• **TASK INSTRUCTIONS**
Look through the records below for the line holding "pub(crate) fn parse_gtx_response(body: &str)". Write it out exactly, with each following line through the line holding "let mut out = String::new();".
╭──
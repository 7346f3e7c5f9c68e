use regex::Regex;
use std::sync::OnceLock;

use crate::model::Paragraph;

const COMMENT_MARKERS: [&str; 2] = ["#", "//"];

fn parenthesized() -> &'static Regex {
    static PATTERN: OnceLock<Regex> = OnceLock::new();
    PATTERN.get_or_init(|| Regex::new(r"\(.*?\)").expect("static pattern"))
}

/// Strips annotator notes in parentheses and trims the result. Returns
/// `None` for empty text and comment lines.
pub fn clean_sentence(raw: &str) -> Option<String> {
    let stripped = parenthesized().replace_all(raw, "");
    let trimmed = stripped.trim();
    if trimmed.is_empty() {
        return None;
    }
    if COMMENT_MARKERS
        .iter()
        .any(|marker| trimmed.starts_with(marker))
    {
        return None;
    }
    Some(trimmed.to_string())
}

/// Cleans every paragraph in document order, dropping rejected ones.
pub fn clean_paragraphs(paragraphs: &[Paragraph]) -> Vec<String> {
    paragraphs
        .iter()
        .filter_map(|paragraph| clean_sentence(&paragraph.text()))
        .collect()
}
╰──
╭──
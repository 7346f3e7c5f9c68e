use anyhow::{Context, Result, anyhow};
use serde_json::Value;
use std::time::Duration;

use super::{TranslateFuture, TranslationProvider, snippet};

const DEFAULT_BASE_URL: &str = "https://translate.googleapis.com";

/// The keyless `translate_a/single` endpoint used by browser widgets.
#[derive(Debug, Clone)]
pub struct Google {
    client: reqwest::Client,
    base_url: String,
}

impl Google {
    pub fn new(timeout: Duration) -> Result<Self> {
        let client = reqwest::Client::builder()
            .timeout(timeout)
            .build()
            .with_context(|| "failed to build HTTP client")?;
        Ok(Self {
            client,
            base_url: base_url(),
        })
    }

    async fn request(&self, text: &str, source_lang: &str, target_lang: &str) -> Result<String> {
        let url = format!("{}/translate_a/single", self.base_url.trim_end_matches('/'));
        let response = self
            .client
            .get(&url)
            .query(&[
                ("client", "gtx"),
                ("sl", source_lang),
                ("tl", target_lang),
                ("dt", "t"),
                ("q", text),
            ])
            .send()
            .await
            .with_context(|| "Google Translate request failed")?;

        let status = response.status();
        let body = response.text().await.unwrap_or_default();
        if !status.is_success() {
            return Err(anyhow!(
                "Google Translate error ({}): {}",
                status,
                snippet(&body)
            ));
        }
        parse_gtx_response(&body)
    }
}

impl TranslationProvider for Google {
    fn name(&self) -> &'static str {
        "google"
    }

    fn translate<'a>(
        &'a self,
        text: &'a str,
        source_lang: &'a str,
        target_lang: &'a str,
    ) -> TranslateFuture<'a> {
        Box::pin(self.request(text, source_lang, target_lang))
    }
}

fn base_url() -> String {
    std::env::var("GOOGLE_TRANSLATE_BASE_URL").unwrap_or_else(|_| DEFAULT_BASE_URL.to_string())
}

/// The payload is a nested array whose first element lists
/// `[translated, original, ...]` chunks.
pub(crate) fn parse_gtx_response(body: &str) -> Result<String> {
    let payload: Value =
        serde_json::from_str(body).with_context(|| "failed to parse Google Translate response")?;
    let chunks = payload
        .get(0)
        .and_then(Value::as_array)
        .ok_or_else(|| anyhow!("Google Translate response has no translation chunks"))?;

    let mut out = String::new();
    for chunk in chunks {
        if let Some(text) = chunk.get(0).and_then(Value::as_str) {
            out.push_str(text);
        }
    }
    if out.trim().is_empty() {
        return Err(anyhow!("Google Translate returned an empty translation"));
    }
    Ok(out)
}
╰──
• **RESPONSE**
pub(crate) fn parse_gtx_response(body: &str) -> Result<String> {
    let payload: Value =
        serde_json::from_str(body).with_context(|| "failed to parse Google Translate response")?;
    let chunks = payload
        .get(0)
        .and_then(Value::as_array)
        .ok_or_else(|| anyhow!("Google Translate response has no translation chunks"))?;

    let mut out = String::new();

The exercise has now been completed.